◆ **Activity**
Read the lines below. Copy out any that hold the string "else".

───── Given information

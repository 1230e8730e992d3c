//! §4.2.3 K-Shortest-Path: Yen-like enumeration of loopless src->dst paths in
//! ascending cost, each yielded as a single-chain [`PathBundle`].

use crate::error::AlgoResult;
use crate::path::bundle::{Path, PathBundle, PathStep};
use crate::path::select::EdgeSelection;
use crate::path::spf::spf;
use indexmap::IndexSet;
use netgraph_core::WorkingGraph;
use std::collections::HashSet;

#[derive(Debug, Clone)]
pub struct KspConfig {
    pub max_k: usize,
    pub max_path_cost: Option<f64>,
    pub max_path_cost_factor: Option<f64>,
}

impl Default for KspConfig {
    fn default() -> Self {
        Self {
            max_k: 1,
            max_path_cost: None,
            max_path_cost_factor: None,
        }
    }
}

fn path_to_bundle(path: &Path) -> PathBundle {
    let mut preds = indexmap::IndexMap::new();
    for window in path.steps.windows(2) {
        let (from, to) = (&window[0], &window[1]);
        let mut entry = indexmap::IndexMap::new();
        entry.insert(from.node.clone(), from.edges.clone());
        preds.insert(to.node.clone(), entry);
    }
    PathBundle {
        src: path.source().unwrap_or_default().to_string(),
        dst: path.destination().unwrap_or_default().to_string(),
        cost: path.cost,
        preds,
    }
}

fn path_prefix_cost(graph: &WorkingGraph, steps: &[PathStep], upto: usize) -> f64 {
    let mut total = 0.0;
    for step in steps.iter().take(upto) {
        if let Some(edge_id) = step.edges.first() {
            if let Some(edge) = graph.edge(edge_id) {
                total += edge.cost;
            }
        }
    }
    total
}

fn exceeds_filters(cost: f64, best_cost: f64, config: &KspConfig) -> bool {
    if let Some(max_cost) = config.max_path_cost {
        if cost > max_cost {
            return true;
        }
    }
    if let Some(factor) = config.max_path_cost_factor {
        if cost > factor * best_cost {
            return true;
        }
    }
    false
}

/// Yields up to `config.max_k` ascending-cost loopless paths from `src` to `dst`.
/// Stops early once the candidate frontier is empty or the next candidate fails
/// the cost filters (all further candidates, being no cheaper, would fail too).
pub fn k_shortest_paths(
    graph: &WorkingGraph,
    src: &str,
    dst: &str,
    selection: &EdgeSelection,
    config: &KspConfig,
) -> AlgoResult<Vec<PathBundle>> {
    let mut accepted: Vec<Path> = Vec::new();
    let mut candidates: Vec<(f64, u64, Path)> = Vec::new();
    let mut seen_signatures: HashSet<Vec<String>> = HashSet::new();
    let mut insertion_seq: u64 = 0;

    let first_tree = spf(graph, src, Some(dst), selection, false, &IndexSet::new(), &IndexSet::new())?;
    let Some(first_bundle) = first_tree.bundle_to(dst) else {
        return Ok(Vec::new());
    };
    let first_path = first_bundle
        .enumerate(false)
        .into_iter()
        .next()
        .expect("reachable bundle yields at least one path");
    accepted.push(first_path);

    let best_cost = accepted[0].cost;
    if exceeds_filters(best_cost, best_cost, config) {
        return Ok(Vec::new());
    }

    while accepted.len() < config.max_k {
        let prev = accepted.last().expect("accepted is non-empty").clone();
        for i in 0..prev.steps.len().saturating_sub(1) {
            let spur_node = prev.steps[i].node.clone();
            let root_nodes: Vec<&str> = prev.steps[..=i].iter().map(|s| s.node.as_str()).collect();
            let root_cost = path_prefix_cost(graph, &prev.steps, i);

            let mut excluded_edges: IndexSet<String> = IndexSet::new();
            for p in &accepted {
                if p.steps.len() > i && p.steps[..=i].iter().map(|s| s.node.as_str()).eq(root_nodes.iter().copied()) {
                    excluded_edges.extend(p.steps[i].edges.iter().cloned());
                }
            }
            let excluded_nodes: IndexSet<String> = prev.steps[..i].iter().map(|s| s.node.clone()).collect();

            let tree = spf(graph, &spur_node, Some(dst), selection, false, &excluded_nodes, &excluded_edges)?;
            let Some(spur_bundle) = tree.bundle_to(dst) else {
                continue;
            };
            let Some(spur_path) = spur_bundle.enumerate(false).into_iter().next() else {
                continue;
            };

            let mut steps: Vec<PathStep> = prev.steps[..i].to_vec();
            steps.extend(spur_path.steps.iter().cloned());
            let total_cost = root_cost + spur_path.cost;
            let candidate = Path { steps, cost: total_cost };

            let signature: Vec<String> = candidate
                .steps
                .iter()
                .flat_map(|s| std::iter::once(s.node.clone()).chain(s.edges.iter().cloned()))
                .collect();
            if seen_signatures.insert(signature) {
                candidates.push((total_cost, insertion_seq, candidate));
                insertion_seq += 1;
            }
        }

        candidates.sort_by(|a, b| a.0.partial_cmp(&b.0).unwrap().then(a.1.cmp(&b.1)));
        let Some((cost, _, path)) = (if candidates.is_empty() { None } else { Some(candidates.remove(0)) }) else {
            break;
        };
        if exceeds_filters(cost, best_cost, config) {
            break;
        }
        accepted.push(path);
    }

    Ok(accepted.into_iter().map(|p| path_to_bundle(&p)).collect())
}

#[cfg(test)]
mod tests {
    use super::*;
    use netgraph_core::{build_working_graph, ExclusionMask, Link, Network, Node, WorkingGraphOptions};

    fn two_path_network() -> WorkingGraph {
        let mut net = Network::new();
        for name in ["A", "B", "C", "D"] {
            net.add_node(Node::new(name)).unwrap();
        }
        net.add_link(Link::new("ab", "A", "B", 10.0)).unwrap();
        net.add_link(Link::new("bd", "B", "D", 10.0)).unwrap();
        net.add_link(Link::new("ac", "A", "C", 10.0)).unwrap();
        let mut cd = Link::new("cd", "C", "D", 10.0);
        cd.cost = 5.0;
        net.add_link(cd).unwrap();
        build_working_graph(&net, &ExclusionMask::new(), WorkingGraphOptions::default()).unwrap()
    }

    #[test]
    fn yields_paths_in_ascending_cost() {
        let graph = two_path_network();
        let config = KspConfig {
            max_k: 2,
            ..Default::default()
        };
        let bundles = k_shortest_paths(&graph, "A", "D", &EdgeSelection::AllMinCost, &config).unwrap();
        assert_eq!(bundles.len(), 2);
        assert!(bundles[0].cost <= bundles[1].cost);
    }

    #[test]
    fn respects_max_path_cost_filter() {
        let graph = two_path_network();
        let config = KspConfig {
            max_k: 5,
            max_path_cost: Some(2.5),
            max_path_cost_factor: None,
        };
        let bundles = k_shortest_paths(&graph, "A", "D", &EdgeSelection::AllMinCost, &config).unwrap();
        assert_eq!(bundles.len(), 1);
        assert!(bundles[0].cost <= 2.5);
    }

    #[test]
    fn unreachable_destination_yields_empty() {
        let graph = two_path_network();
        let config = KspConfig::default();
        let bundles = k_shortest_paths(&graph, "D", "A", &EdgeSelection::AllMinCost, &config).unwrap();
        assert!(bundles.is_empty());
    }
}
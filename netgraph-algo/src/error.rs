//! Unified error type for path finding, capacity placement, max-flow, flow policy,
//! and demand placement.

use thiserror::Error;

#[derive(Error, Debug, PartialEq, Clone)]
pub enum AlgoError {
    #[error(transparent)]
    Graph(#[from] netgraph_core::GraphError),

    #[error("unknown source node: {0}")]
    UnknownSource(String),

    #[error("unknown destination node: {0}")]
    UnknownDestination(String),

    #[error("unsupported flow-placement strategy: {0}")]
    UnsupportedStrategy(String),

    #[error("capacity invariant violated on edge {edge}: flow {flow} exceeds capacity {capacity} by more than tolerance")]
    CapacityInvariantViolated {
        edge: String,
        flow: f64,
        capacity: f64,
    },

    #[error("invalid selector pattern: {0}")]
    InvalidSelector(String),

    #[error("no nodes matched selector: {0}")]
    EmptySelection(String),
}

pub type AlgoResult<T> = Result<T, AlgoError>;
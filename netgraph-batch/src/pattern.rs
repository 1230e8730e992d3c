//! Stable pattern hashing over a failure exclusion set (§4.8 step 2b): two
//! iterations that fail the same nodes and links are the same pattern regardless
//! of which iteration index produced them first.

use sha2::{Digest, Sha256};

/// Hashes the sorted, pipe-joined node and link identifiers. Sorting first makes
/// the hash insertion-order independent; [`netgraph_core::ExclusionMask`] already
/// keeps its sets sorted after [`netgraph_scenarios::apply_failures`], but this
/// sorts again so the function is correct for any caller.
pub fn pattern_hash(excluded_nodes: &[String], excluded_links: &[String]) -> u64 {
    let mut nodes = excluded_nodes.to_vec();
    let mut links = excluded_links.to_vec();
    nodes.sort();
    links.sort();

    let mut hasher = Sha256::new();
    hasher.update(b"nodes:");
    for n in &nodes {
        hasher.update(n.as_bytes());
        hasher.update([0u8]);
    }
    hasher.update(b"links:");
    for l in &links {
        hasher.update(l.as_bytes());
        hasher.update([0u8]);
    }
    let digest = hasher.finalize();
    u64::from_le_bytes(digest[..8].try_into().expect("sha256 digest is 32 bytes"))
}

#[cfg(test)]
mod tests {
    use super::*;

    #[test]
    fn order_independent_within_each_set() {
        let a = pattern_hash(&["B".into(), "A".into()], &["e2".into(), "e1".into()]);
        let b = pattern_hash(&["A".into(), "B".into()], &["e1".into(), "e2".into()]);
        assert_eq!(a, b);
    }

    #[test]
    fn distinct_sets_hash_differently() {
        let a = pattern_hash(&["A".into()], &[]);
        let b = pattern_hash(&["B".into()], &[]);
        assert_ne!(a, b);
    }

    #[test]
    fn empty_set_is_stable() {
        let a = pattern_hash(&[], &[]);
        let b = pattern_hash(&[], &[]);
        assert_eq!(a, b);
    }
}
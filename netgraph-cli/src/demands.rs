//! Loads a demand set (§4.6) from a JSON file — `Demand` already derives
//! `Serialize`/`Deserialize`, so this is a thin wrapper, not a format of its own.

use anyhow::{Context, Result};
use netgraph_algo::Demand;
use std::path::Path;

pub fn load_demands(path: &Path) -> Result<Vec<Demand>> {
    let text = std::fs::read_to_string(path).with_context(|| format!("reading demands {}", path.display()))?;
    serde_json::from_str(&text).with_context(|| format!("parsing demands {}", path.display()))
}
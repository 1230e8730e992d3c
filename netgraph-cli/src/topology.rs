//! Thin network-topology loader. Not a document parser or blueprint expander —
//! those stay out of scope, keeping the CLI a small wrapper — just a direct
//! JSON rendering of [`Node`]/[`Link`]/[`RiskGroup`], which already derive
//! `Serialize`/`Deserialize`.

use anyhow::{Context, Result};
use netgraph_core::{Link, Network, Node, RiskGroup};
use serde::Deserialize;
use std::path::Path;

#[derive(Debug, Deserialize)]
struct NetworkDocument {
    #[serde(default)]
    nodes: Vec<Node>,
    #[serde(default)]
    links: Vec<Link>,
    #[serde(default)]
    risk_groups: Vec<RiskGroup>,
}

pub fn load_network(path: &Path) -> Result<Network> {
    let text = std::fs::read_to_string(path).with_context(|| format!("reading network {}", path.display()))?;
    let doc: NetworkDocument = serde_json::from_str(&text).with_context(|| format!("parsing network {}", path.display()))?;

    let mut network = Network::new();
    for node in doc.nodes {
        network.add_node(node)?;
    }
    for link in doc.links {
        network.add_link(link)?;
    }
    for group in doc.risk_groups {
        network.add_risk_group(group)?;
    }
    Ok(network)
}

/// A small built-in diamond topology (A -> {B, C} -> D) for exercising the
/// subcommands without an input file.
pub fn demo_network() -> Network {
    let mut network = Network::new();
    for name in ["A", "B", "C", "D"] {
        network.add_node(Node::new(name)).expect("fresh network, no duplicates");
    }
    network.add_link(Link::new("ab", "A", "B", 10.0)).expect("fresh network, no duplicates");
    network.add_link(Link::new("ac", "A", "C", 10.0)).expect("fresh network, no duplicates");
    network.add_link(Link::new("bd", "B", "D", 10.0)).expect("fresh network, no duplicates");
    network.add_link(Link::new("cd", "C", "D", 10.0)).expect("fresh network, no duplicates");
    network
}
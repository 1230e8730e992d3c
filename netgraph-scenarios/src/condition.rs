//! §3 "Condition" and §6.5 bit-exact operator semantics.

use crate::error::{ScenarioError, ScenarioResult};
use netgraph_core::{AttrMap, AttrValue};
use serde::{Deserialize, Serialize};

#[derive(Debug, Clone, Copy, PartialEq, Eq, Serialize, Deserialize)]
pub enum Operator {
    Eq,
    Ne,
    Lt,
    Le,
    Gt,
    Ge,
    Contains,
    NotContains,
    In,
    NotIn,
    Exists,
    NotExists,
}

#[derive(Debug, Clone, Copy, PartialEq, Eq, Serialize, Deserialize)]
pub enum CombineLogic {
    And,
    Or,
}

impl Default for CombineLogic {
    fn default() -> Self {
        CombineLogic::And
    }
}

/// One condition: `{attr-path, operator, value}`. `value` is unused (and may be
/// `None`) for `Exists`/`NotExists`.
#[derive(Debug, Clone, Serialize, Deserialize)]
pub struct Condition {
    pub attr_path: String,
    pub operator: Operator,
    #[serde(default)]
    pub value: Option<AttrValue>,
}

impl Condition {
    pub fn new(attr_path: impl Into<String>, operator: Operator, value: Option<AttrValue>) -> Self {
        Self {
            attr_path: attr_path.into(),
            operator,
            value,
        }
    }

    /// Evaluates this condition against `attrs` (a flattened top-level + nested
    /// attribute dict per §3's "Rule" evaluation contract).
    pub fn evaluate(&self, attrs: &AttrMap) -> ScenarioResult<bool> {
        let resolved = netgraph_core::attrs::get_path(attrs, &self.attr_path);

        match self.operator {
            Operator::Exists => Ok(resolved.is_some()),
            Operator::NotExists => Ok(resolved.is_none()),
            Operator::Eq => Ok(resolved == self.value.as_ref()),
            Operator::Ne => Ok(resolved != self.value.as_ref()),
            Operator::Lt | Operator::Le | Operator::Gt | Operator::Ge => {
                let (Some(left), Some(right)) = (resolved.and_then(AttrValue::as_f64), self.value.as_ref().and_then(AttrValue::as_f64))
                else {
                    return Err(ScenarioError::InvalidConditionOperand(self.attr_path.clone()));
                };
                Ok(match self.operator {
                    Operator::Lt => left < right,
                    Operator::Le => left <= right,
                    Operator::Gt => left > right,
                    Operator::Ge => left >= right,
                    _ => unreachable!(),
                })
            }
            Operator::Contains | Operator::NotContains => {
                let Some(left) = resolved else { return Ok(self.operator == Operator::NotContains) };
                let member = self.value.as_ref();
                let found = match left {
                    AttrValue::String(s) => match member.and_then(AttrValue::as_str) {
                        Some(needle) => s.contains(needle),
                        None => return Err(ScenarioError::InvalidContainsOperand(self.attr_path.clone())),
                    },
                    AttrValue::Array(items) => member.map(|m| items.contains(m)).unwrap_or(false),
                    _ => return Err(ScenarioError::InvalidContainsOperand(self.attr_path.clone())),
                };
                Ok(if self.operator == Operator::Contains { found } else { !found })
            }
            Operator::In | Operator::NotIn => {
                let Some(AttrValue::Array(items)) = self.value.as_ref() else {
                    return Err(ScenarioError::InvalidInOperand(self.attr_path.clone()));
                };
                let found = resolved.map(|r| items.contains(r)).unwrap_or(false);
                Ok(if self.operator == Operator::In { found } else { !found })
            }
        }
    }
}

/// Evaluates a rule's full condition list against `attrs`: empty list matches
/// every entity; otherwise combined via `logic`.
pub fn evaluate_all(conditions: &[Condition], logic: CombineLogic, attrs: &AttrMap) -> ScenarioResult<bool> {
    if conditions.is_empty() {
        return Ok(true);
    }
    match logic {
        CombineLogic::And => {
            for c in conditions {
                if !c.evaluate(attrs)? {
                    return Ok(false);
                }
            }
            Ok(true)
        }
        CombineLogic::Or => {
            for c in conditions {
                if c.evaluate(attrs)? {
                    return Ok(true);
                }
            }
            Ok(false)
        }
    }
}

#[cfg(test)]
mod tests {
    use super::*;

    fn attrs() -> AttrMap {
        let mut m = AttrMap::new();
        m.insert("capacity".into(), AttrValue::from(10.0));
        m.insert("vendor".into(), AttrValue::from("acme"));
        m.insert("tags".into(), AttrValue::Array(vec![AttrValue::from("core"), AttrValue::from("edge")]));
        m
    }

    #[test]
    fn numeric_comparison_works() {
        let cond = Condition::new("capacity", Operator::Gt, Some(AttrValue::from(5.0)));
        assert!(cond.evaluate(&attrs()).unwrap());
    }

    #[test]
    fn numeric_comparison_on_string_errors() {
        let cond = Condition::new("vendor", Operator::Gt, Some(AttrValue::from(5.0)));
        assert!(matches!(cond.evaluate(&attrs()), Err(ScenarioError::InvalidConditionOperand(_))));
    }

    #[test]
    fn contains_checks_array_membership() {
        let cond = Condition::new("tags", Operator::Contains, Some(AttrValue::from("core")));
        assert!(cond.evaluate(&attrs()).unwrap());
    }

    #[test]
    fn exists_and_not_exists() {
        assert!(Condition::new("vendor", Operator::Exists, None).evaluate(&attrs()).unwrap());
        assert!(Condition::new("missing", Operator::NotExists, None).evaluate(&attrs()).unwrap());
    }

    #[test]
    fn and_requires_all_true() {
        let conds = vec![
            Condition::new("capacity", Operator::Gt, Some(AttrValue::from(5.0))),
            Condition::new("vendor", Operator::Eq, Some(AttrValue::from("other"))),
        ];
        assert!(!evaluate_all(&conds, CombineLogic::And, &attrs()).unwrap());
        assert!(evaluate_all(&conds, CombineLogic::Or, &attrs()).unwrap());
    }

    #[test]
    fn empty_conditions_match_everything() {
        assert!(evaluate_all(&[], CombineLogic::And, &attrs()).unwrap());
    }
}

──────────

◆ **Solution for this problem**
    let Some(first_bundle) = first_tree.bundle_to(dst) else {
            let Some(spur_bundle) = tree.bundle_to(dst) else {
            let Some(spur_path) = spur_bundle.enumerate(false).into_iter().next() else {
        let Some((cost, _, path)) = (if candidates.is_empty() { None } else { Some(candidates.remove(0)) }) else {
                else {
                let Some(left) = resolved else { return Ok(self.operator == Operator::NotContains) };
                Ok(if self.operator == Operator::Contains { found } else { !found })
                let Some(AttrValue::Array(items)) = self.value.as_ref() else {
                Ok(if self.operator == Operator::In { found } else { !found })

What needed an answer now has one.